Articles chosen and summarized by the First Allied Asset Management, Inc. investment management team.

Wednesday, August 6, 2014

Perspectives from Above the Noise – Week of August 4, 2014


Last week was busy for domestic economic data and an eventful week for global markets, with equities experiencing their sharpest decline in several months. The initial estimate of second-quarter GDP released Wednesday showed the U.S. economy grew at a 4% annual rate, sharply ahead of consensus expectations for 3% growth. First-quarter GDP growth was also revised up to a -2.1% rate from the prior estimate of -2.9%, resulting in 1% average annualized growth in the first half of the year.

Wednesday’s policy statement from the Fed provided no new details regarding its tightening schedule and little mention of inflationary pressures other than noting that low inflation is becoming less of a concern having “moved somewhat close to the Committee’s long-run objective.”

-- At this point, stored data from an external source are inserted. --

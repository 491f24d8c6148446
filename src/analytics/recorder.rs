//! 点击记录器
//!
//! 重定向 handler 调用 `record`，写入在独立任务中执行，失败只记 warn。

use std::sync::Arc;

use tracing::{trace, warn};

use super::{ClickDetail, ClickSink};

#[derive(Clone)]
pub struct ClickRecorder {
    sink: Arc<dyn ClickSink>,
}

impl ClickRecorder {
    pub fn new(sink: Arc<dyn ClickSink>) -> Self {
        Self { sink }
    }

    /// 异步记录点击（fire-and-forget）
    pub fn record(&self, detail: ClickDetail) {
        let sink = Arc::clone(&self.sink);
        tokio::spawn(async move {
            let link_id = detail.tracking_link_id;
            match sink.log_click(detail).await {
                Ok(()) => trace!("Click logged for tracking link {}", link_id),
                Err(e) => warn!("Failed to log click for tracking link {}: {}", link_id, e),
            }
        });
    }

    /// 同步等待写入完成（CLI / 测试使用）
    pub async fn record_now(&self, detail: ClickDetail) -> anyhow::Result<()> {
        self.sink.log_click(detail).await
    }
}

#[cfg(test)]
mod tests {
    use super::*;
    use std::sync::Mutex;
    use std::time::Duration;

    #[derive(Default)]
    struct CollectingSink {
        clicks: Mutex<Vec<ClickDetail>>,
    }

    #[async_trait::async_trait]
    impl ClickSink for CollectingSink {
        async fn log_click(&self, detail: ClickDetail) -> anyhow::Result<()> {
            self.clicks.lock().unwrap().push(detail);
            Ok(())
        }
    }

    struct FailingSink;

    #[async_trait::async_trait]
    impl ClickSink for FailingSink {
        async fn log_click(&self, _detail: ClickDetail) -> anyhow::Result<()> {
            anyhow::bail!("disk full")
        }
    }

    #[tokio::test]
    async fn test_record_spawns_write() {
        let sink = Arc::new(CollectingSink::default());
        let recorder = ClickRecorder::new(sink.clone());

        recorder.record(ClickDetail::new(42).with_request_info(
            Some("10.0.0.1".to_string()),
            Some("curl/8.0".to_string()),
            None,
        ));

        for _ in 0..50 {
            if !sink.clicks.lock().unwrap().is_empty() {
                break;
            }
            tokio::time::sleep(Duration::from_millis(10)).await;
        }

        let clicks = sink.clicks.lock().unwrap();
        assert_eq!(clicks.len(), 1);
        assert_eq!(clicks[0].tracking_link_id, 42);
        assert_eq!(clicks[0].ip_address.as_deref(), Some("10.0.0.1"));
    }

    #[tokio::test]
    async fn test_record_now_surfaces_failure() {
        let recorder = ClickRecorder::new(Arc::new(FailingSink));
        assert!(recorder.record_now(ClickDetail::new(1)).await.is_err());

        // 后台写入失败不会 panic
        recorder.record(ClickDetail::new(1));
        tokio::time::sleep(Duration::from_millis(20)).await;
    }
}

After the S&P 500 fell 2% on Thursday (its 3rd largest drop of 2014), and turned U.S. equities negative for the month of July, a potential crisis in Portugal's banking system helped push European stocks into the red for 2014. Stronger U.S. and European Union sanctions against Russia this week added additional uncertainty to European equities.

For the week, the S&P 500 fell -2.69%, the Dow Jones Industrial Average dropped -2.69%, and the MSCI EAFE (developed international) declined -2.13%.

Here are the 3 stories this week that rose above the noise:

Millennials Are Dragging Down Home Ownership


Last quarter, home ownership fell to its lowest level in 19 years and it may fall even lower because of the millennial generation’s low rate of household formation. Soaring student loan debt, weak employment prospects, and rising home prices are among the several factors that have kept the millennial generation’s home ownership rate low relative to prior generations.

The combination of these factors is having a strong ripple effect on both the housing market and the economy. Homeownership should eventually improve for millennials, but at a later age compared to previous generations.

Eurozone Nears Deflation


A recent article from The Guardian details the latest inflation data from the Eurozone. The flash estimate of inflation for the 12 months ended in July showed just a 0.4 percent rise, an almost five-year low. The persistently low and falling inflation figures are renewing concerns that Europe is close to slipping into Japanese-style deflation, and some countries such as Spain are already reporting falling prices.

The deflation fears are prompting speculation that the European Central Bank (ECB) will soon announce its own version of quantitative easing, but in the author’s view this is unlikely in 2014. The data from Europe and the ECB’s response will be important factors for global markets over the remainder of 2014.

Correction Coming for the Shanghai Stock Rally?

Since the middle of June, China’s Shanghai's Composite Index has risen by 9.7 percent (close to an eight-month high) compared with the S&P 500 which has traded flat. However, despite the recent rally many analysts are skeptical that this outperformance will continue. Much of the concern centers on slowing GDP as well as questions around the efficacy of government reform initiatives.

One recent economic data point, the services purchasing manager's index (PMI), fell to 50 in July, its slowest pace in nearly nine years. However, bearish sentiment is not universal, as Erwin Sanft, the head of China & Hong Kong equity research at Standard Chartered, expects the Shanghai Composite will outperform global markets for the rest of the year, mainly due to a pickup in money supply.

Articles chosen and summarized by the First Allied Asset Management, Inc. investment management team.

International investing involves additional risk, including currency fluctuations, political or economic conditions affecting the foreign country, and differences in accounting standards and foreign regulations. These risks are magnified in emerging markets. Investing in companies involved in one specified sector may be more risky and volatile than an investment with greater diversification.